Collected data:
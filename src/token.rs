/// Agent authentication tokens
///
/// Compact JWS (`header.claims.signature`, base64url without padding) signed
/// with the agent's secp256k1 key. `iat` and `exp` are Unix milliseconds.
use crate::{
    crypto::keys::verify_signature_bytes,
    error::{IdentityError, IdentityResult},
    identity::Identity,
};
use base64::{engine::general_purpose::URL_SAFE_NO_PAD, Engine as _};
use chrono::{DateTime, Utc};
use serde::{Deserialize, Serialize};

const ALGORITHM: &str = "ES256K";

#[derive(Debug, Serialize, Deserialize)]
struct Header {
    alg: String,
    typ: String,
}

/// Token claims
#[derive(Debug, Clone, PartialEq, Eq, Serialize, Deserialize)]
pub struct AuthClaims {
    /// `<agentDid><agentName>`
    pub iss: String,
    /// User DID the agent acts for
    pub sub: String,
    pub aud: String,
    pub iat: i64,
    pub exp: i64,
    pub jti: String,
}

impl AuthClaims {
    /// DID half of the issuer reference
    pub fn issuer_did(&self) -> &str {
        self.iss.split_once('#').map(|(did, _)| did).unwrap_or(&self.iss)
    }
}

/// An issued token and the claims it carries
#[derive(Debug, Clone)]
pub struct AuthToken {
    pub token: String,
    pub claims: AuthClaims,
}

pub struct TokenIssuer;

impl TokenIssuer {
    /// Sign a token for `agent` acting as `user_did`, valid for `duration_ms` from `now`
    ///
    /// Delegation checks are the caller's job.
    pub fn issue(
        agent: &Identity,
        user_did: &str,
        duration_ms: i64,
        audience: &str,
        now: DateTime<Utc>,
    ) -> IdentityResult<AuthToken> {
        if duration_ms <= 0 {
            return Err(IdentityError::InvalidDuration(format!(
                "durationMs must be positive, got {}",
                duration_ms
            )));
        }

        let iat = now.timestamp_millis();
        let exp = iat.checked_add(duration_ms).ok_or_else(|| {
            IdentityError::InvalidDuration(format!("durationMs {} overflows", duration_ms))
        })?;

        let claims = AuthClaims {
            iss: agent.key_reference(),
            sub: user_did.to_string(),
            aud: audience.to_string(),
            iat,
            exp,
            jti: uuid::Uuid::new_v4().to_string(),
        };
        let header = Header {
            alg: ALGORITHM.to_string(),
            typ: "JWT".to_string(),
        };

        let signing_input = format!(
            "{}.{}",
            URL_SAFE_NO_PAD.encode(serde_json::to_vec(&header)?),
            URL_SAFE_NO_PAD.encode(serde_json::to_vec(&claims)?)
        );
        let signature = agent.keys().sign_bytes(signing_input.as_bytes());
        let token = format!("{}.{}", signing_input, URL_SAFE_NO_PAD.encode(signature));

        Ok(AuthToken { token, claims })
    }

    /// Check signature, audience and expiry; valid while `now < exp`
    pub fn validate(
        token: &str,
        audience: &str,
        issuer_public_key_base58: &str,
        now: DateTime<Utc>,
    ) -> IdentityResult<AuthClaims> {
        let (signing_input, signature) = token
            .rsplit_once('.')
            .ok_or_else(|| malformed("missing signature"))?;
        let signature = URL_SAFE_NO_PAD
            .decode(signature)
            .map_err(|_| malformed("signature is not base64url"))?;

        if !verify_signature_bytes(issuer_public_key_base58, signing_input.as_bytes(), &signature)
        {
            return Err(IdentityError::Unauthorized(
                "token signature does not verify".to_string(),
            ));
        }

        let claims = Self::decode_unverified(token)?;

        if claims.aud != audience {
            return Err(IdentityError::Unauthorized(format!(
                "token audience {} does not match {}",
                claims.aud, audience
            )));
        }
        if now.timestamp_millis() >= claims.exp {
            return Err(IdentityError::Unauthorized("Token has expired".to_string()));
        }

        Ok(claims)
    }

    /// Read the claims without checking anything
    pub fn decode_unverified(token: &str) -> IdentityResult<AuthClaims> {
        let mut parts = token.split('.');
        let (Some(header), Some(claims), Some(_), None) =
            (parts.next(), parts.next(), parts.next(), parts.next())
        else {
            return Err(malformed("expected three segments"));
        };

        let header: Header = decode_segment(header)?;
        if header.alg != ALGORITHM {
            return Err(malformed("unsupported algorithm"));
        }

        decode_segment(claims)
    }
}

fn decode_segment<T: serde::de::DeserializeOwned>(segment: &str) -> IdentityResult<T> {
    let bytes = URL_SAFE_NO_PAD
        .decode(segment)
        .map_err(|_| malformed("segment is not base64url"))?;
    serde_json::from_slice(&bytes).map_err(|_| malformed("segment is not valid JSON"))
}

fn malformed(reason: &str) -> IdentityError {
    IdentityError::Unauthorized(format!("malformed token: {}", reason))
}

BRIEF:
Copy the records above, keeping each line identical.

RESPONSE TO THIS EXERCISE:
filename src/token.rs
/// Agent authentication tokens
///
/// Compact JWS (`header.claims.signature`, base64url without padding) signed
/// with the agent's secp256k1 key. `iat` and `exp` are Unix milliseconds.
use crate::{
    crypto::keys::verify_signature_bytes,
    error::{IdentityError, IdentityResult},
    identity::Identity,
};
use base64::{engine::general_purpose::URL_SAFE_NO_PAD, Engine as _};
use chrono::{DateTime, Utc};
use serde::{Deserialize, Serialize};

const ALGORITHM: &str = "ES256K";

#[derive(Debug, Serialize, Deserialize)]
struct Header {
    alg: String,
    typ: String,
}

/// Token claims
#[derive(Debug, Clone, PartialEq, Eq, Serialize, Deserialize)]
pub struct AuthClaims {
    /// `<agentDid><agentName>`
    pub iss: String,
    /// User DID the agent acts for
    pub sub: String,
    pub aud: String,
    pub iat: i64,
    pub exp: i64,
    pub jti: String,
}

impl AuthClaims {
    /// DID half of the issuer reference
    pub fn issuer_did(&self) -> &str {
        self.iss.split_once('#').map(|(did, _)| did).unwrap_or(&self.iss)
    }
}

/// An issued token and the claims it carries
#[derive(Debug, Clone)]
pub struct AuthToken {
    pub token: String,
    pub claims: AuthClaims,
}

pub struct TokenIssuer;

impl TokenIssuer {
    /// Sign a token for `agent` acting as `user_did`, valid for `duration_ms` from `now`
    ///
    /// Delegation checks are the caller's job.
    pub fn issue(
        agent: &Identity,
        user_did: &str,
        duration_ms: i64,
        audience: &str,
        now: DateTime<Utc>,
    ) -> IdentityResult<AuthToken> {
        if duration_ms <= 0 {
            return Err(IdentityError::InvalidDuration(format!(
                "durationMs must be positive, got {}",
                duration_ms
            )));
        }

        let iat = now.timestamp_millis();
        let exp = iat.checked_add(duration_ms).ok_or_else(|| {
            IdentityError::InvalidDuration(format!("durationMs {} overflows", duration_ms))
        })?;

        let claims = AuthClaims {
            iss: agent.key_reference(),
            sub: user_did.to_string(),
            aud: audience.to_string(),
            iat,
            exp,
            jti: uuid::Uuid::new_v4().to_string(),
        };
        let header = Header {
            alg: ALGORITHM.to_string(),
            typ: "JWT".to_string(),
        };

        let signing_input = format!(
            "{}.{}",
            URL_SAFE_NO_PAD.encode(serde_json::to_vec(&header)?),
            URL_SAFE_NO_PAD.encode(serde_json::to_vec(&claims)?)
        );
        let signature = agent.keys().sign_bytes(signing_input.as_bytes());
        let token = format!("{}.{}", signing_input, URL_SAFE_NO_PAD.encode(signature));

        Ok(AuthToken { token, claims })
    }

    /// Check signature, audience and expiry; valid while `now < exp`
    pub fn validate(
        token: &str,
        audience: &str,
        issuer_public_key_base58: &str,
        now: DateTime<Utc>,
    ) -> IdentityResult<AuthClaims> {
        let (signing_input, signature) = token
            .rsplit_once('.')
            .ok_or_else(|| malformed("missing signature"))?;
        let signature = URL_SAFE_NO_PAD
            .decode(signature)
            .map_err(|_| malformed("signature is not base64url"))?;

        if !verify_signature_bytes(issuer_public_key_base58, signing_input.as_bytes(), &signature)
        {
            return Err(IdentityError::Unauthorized(
                "token signature does not verify".to_string(),
            ));
        }

        let claims = Self::decode_unverified(token)?;

        if claims.aud != audience {
            return Err(IdentityError::Unauthorized(format!(
                "token audience {} does not match {}",
                claims.aud, audience
            )));
        }
        if now.timestamp_millis() >= claims.exp {
            return Err(IdentityError::Unauthorized("Token has expired".to_string()));
        }

        Ok(claims)
    }

    /// Read the claims without checking anything
    pub fn decode_unverified(token: &str) -> IdentityResult<AuthClaims> {
        let mut parts = token.split('.');
        let (Some(header), Some(claims), Some(_), None) =
            (parts.next(), parts.next(), parts.next(), parts.next())
        else {
            return Err(malformed("expected three segments"));
        };

        let header: Header = decode_segment(header)?;
        if header.alg != ALGORITHM {
            return Err(malformed("unsupported algorithm"));
        }

        decode_segment(claims)
    }
}

fn decode_segment<T: serde::de::DeserializeOwned>(segment: &str) -> IdentityResult<T> {
    let bytes = URL_SAFE_NO_PAD
        .decode(segment)
        .map_err(|_| malformed("segment is not base64url"))?;
    serde_json::from_slice(&bytes).map_err(|_| malformed("segment is not valid JSON"))
}

fn malformed(reason: &str) -> IdentityError {
    IdentityError::Unauthorized(format!("malformed token: {}", reason))
}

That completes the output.